Commandant Dame Helen Gwynne-Vaughan

Helen Gwynne-Vaughan was a formidable leader and inspirational speaker. She laid the foundations and set the standards for all women’s air services. Dame Helen Charlotte Isabella Gwynne-Vaughan

During the First World War, Helen Gwynne-Vaughan was invited by the War Office, along with Mrs Chalmers Watson, to help form the Women’s Army Auxiliary Corps (WAAC). As Chief Controller stationed in France, she was instrumental in creating a respected and disciplined force.

As a result of her success with the WAAC Helen Gwynne-Vaughan was transferred to the Women’s Royal Air Force (WRAF) in September 1918. Given the powers of a Brigadier she began the task of re-organisation. In a short space of time she revised the Standing Orders, overhauled the administrative system, opened and equipped Berridge House in Hampstead for the training of officers, authorised the new blue uniform and introduced military protocol. Her professionalism helped change male attitudes towards women in the air service. In June 1919, in recognition of her achievements, she was made Dame of the British Empire (DBE).

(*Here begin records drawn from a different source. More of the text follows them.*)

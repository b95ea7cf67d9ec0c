// Copyright 2025 the Understory Authors
// SPDX-License-Identifier: Apache-2.0 OR MIT

//! Element data: tag, identity, classes, attributes, and layout snapshot.

use alloc::borrow::ToOwned;
use alloc::boxed::Box;
use alloc::collections::BTreeMap;
use alloc::string::String;
use alloc::vec::Vec;

use kurbo::Rect;

use crate::types::{ElementFlags, FrameId};

/// Tags that take focus without an explicit tab index.
const NATIVELY_FOCUSABLE: &[&str] = &["button", "input", "select", "textarea", "iframe"];

/// An owned, sorted, deduplicated set of class names.
///
/// Membership is O(log n); subset checks are O(n+m) via merge walk.
#[derive(Clone, Debug, Default, PartialEq, Eq)]
pub struct ClassList(Box<[String]>);

impl ClassList {
    /// Constructs a class list from an iterator, sorting and deduplicating.
    #[must_use]
    pub fn from_names<S: Into<String>>(iter: impl IntoIterator<Item = S>) -> Self {
        let mut names: Vec<String> = iter.into_iter().map(Into::into).collect();
        names.sort();
        names.dedup();
        Self(names.into_boxed_slice())
    }

    /// Returns `true` if the list is empty.
    #[must_use]
    pub fn is_empty(&self) -> bool {
        self.0.is_empty()
    }

    /// Returns the number of classes.
    #[must_use]
    pub fn len(&self) -> usize {
        self.0.len()
    }

    /// Returns the classes as a sorted slice.
    #[must_use]
    pub fn as_slice(&self) -> &[String] {
        &self.0
    }

    /// Returns `true` if the list contains `name`.
    #[must_use]
    pub fn contains(&self, name: &str) -> bool {
        self.0.binary_search_by(|c| c.as_str().cmp(name)).is_ok()
    }

    /// Returns `true` if every class in `self` is also in `other`.
    #[must_use]
    pub fn is_subset_of(&self, other: &Self) -> bool {
        let needles = self.as_slice();
        let haystack = other.as_slice();
        let mut i = 0;
        let mut j = 0;
        while i < needles.len() && j < haystack.len() {
            match needles[i].cmp(&haystack[j]) {
                core::cmp::Ordering::Less => return false,
                core::cmp::Ordering::Equal => {
                    i += 1;
                    j += 1;
                }
                core::cmp::Ordering::Greater => j += 1,
            }
        }
        i == needles.len()
    }

    /// Returns a new list with `name` added.
    #[must_use]
    pub fn with(&self, name: &str) -> Self {
        Self::from_names(self.0.iter().cloned().chain(core::iter::once(name.to_owned())))
    }
}

/// A single element of a [`Document`](crate::Document).
///
/// Geometry is a snapshot of the element's layout box in viewport
/// coordinates, kept current by whatever layout system hosts the document.
/// The focus engine reads it at resolution time and never caches it.
#[derive(Clone, Debug)]
pub struct Element {
    tag: String,
    id: Option<String>,
    classes: ClassList,
    attributes: BTreeMap<String, String>,
    /// Layout box in viewport coordinates.
    pub bounds: Rect,
    /// Rendering and interactivity flags.
    pub flags: ElementFlags,
    /// Explicit tab index; `None` means "use the tag's default".
    pub tab_index: Option<i32>,
    /// Embedded browsing context, when this element is an iframe.
    pub frame: Option<FrameId>,
}

impl Element {
    /// Creates an element with the given tag (lower-cased), empty bounds, and default flags.
    #[must_use]
    pub fn new(tag: &str) -> Self {
        Self {
            tag: tag.to_ascii_lowercase(),
            id: None,
            classes: ClassList::default(),
            attributes: BTreeMap::new(),
            bounds: Rect::ZERO,
            flags: ElementFlags::default(),
            tab_index: None,
            frame: None,
        }
    }

    /// Sets the element id.
    #[must_use]
    pub fn with_id(mut self, id: &str) -> Self {
        self.id = Some(id.to_owned());
        self
    }

    /// Adds a class.
    #[must_use]
    pub fn with_class(mut self, class: &str) -> Self {
        self.classes = self.classes.with(class);
        self
    }

    /// Sets an attribute.
    #[must_use]
    pub fn with_attribute(mut self, name: &str, value: &str) -> Self {
        self.set_attribute(name, value);
        self
    }

    /// Sets the layout box.
    #[must_use]
    pub fn with_bounds(mut self, bounds: Rect) -> Self {
        self.bounds = bounds;
        self
    }

    /// Sets an explicit tab index.
    #[must_use]
    pub fn with_tab_index(mut self, tab_index: i32) -> Self {
        self.tab_index = Some(tab_index);
        self
    }

    /// Sets the flags.
    #[must_use]
    pub fn with_flags(mut self, flags: ElementFlags) -> Self {
        self.flags = flags;
        self
    }

    /// Marks this element as the host of an embedded frame.
    #[must_use]
    pub fn with_frame(mut self, frame: FrameId) -> Self {
        self.frame = Some(frame);
        self
    }

    /// Lower-case tag name.
    #[must_use]
    pub fn tag(&self) -> &str {
        &self.tag
    }

    /// Element id, if any.
    #[must_use]
    pub fn id(&self) -> Option<&str> {
        self.id.as_deref()
    }

    /// Class list.
    #[must_use]
    pub fn classes(&self) -> &ClassList {
        &self.classes
    }

    /// Attribute value, if present.
    #[must_use]
    pub fn attribute(&self, name: &str) -> Option<&str> {
        self.attributes.get(name).map(String::as_str)
    }

    /// Sets (or replaces) an attribute value.
    pub fn set_attribute(&mut self, name: &str, value: &str) {
        self.attributes.insert(name.to_owned(), value.to_owned());
    }

    /// Removes an attribute, returning its previous value.
    pub fn remove_attribute(&mut self, name: &str) -> Option<String> {
        self.attributes.remove(name)
    }

    /// Returns `true` if the element is disabled.
    #[must_use]
    pub fn is_disabled(&self) -> bool {
        self.flags.contains(ElementFlags::DISABLED)
    }

    /// Sets or clears [`ElementFlags::DISABLED`].
    pub fn set_disabled(&mut self, disabled: bool) {
        self.flags.set(ElementFlags::DISABLED, disabled);
    }

    /// Effective tab index.
    ///
    /// The explicit value when set; otherwise `Some(0)` for natively focusable
    /// tags (and anchors carrying `href`), otherwise `None`.
    #[must_use]
    pub fn effective_tab_index(&self) -> Option<i32> {
        if self.tab_index.is_some() {
            return self.tab_index;
        }
        let native = NATIVELY_FOCUSABLE.contains(&self.tag.as_str())
            || (self.tag == "a" && self.attributes.contains_key("href"));
        native.then_some(0)
    }
}

#[cfg(test)]
mod tests {
    use super::*;

    #[test]
    fn class_list_sorts_and_dedups() {
        let list = ClassList::from_names(["tile", "hero", "tile"]);
        assert_eq!(list.as_slice(), &["hero", "tile"]);
        assert!(list.contains("tile"));
        assert!(!list.contains("row"));
    }

    #[test]
    fn class_list_subset() {
        let needles = ClassList::from_names(["a", "c"]);
        let haystack = ClassList::from_names(["a", "b", "c"]);
        assert!(needles.is_subset_of(&haystack));
        assert!(!haystack.is_subset_of(&needles));
        assert!(ClassList::default().is_subset_of(&needles));
    }

    #[test]
    fn effective_tab_index_uses_tag_defaults() {
        assert_eq!(Element::new("BUTTON").effective_tab_index(), Some(0));
        assert_eq!(Element::new("div").effective_tab_index(), None);
        assert_eq!(Element::new("a").effective_tab_index(), None);
        assert_eq!(
            Element::new("a")
                .with_attribute("href", "#")
                .effective_tab_index(),
            Some(0)
        );
        assert_eq!(
            Element::new("button")
                .with_tab_index(-1)
                .effective_tab_index(),
            Some(-1)
        );
        assert_eq!(
            Element::new("div").with_tab_index(3).effective_tab_index(),
            Some(3)
        );
    }
}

In 1935, Helen Gwynne-Vaughan played a pivotal role in forming the Emergency Services, an organisation established to train female officers. In September 1938, with war once again on the horizon, the Auxiliary Territorial Service (ATS), the women’s branch of the British Army was created. Helen Gwynne-Vaughan was appointed Director, the position which she held until her retirement from military service in 1941.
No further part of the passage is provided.